Pedro Orósio esbarrou. As botinas o maltratavam. Sentou no chão, se livrou. Deu ao Ivo as botinas, para levar. Grande Rei, a tua sorte… Daí, se remantelou em pé, calcou bem a terra, sapateou um tanto. Grande Rei… Tinha ido e tinha voltado, por aquelas todas fazendas — desde o Apolinário: o Marciano, no caminho das boiadas do Norte; a Nha Selena, numa belavista, fim de serra; o Nhô Hermes, na Capivara; a dona Vininha, tinha aquela moça tão alva; o Jove, donde quebra para as boiadas que vêm do Urucúia e do Abaeté… Eh, Ivo Crônhico, carrega minhas botinas! Ele, Pê, era o Rei, dono dali, daquelas faixas de matas, verdes vertentes, grandes morros, grotas cavacadas e lapas com lagôinhas, poços d’água. Mas é só baixar as ordens, que havemos de obedecer… Aí entrar outra vez dentro da Gruta, a Lapa Nova do Maquiné — onde a pedra vem, incha, e rebrilha naquelas paredes de lençóis molhados, dobrados, entre as rôxas sombras, escorrendo as lajes alvas, com grandes formas e bicos de pássaros que a pedra fez, pilhas de sacos de pedra, e o chão de cristal, semelha um rio de ondas que no endurecer esbarraram, e vindas de cima as pontas brancas, amarelas, branco-azuladas, de gelo azul, meio-transparentes, de todas as cores, rindo de luz e dansando, de vidro, de sal: e afundar naquele bafo sem tempo, sussurro sem som, onde a gente se lembra do que nunca soube, e acorda de novo num sonho, sem perigo sem mal; se sente.
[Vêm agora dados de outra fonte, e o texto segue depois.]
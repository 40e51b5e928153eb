//! Consumption and metrics reporting configurations.
//!
//! These govern what the media client is asked to report on M5. At most
//! one consumption reporting configuration exists per session; metrics
//! reporting configurations are a keyed set.

use serde::{Deserialize, Serialize};
use serde_json::Value;

use crate::error::ProvisioningError;

#[derive(Debug, Clone, Serialize, Deserialize)]
#[serde(rename_all = "camelCase")]
pub struct ConsumptionReportingConfiguration {
    #[serde(skip_serializing_if = "Option::is_none")]
    pub reporting_interval: Option<u32>,
    #[serde(skip_serializing_if = "Option::is_none")]
    pub sample_percentage: Option<f64>,
    #[serde(skip_serializing_if = "Option::is_none")]
    pub location_reporting: Option<bool>,
    #[serde(skip_serializing_if = "Option::is_none")]
    pub access_reporting: Option<bool>,
}

#[derive(Debug, Clone, Serialize, Deserialize)]
#[serde(rename_all = "camelCase")]
pub struct MetricsReportingConfiguration {
    #[serde(skip_serializing_if = "Option::is_none")]
    pub metrics_reporting_configuration_id: Option<String>,
    #[serde(skip_serializing_if = "Option::is_none")]
    pub scheme: Option<String>,
    #[serde(skip_serializing_if = "Option::is_none")]
    pub data_network_name: Option<String>,
    #[serde(skip_serializing_if = "Option::is_none")]
    pub reporting_interval: Option<u32>,
    #[serde(skip_serializing_if = "Option::is_none")]
    pub sample_percentage: Option<f64>,
    #[serde(skip_serializing_if = "Option::is_none", default)]
    pub url_filters: Option<Vec<String>>,
    #[serde(skip_serializing_if = "Option::is_none", default)]
    pub metrics: Option<Vec<String>>,
    #[serde(flatten)]
    pub extra: serde_json::Map<String, Value>,
}

fn validate_sample_percentage(value: Option<f64>) -> Result<(), ProvisioningError> {
    if let Some(pct) = value {
        if !(0.0..=100.0).contains(&pct) {
            return Err(ProvisioningError::invalid_param(
                "samplePercentage",
                "Must be between 0 and 100",
                format!("sample percentage [{pct}] is out of range"),
            ));
        }
    }
    Ok(())
}

fn validate_reporting_interval(value: Option<u32>) -> Result<(), ProvisioningError> {
    if value == Some(0) {
        return Err(ProvisioningError::invalid_param(
            "reportingInterval",
            "Must be greater than zero",
            "a zero reporting interval would disable reporting",
        ));
    }
    Ok(())
}

pub fn parse_consumption_configuration(
    body: &[u8],
) -> Result<ConsumptionReportingConfiguration, ProvisioningError> {
    let config: ConsumptionReportingConfiguration =
        serde_json::from_slice(body).map_err(|e| {
            ProvisioningError::validation(format!(
                "consumption reporting configuration is not valid JSON: {e}"
            ))
        })?;
    validate_sample_percentage(config.sample_percentage)?;
    validate_reporting_interval(config.reporting_interval)?;
    Ok(config)
}

pub fn parse_metrics_configuration(
    body: &[u8],
) -> Result<MetricsReportingConfiguration, ProvisioningError> {
    let config: MetricsReportingConfiguration = serde_json::from_slice(body).map_err(|e| {
        ProvisioningError::validation(format!(
            "metrics reporting configuration is not valid JSON: {e}"
        ))
    })?;
    validate_sample_percentage(config.sample_percentage)?;
    validate_reporting_interval(config.reporting_interval)?;
    Ok(config)
}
Que desse as armas, por guardar, que era mais assisado — o Ivo fechou mão nisso. — “Uma osga!” Pê-Boi não queria saber de embusteria. — “Cuida das botinas, amigo, que eu quero é festa!” Queria cantar. Vieram todos de parelha… O Rei… E em eles tremeram peles… A sina do Rei é avessa… O Rei dava, que estrambelhava — à espada: dava de gume, cota e prancha… “Remeteram com a fortaleza…” Aí então os Sete matavam o Rei, à traição. Traição… Caifaz… Parecia coisa que tinha estado escutando aquilo a vida toda! Palpitava o errado. Traição? Ah, estava entendendo. Num pingo dum instante. Olhou aqueles, em redor. Sete? Pois não eram sete?! Estarreceu, no lugar. Soprou. — “Doidou, Pê? Que foi?” Traição, de morte, o dano dos cachorros! — “Pois toma, Crônhico!” — e puxou no Ivo um bofetão, com muito açoite. Estavam na ponte do Ribeirão da Onça. — “E que foi, gente? Que foi?” Ele cresceu.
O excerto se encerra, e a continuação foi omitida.